▸ What you need to do:
Output exactly the lines from the one holding "pub mod frame;" through the final line of the entries.
** Opening Data listing block **
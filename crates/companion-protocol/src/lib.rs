//! # companion-protocol
//!
//! Wire layer of the Companion protocol.
//!
//! This crate provides:
//! - OPACK value encoding with object back-references
//! - Frame encoding/decoding (type byte, 24-bit length, OPACK body)
//! - An async TCP transport with a buffered inbound queue

mod connection;
pub mod frame;
pub mod opack;
mod traits;

pub use connection::{TcpTransport, DEFAULT_CONNECT_TIMEOUT, DEFAULT_READ_TIMEOUT};
pub use frame::{decode_frame, encode_frame, frame_length, Frame, FrameType};
pub use opack::Value;
pub use traits::CompanionTransport;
** Closing Data listing block **
▸ Answer below:
pub mod frame;
pub mod opack;
mod traits;

pub use connection::{TcpTransport, DEFAULT_CONNECT_TIMEOUT, DEFAULT_READ_TIMEOUT};
pub use frame::{decode_frame, encode_frame, frame_length, Frame, FrameType};
pub use opack::Value;
pub use traits::CompanionTransport;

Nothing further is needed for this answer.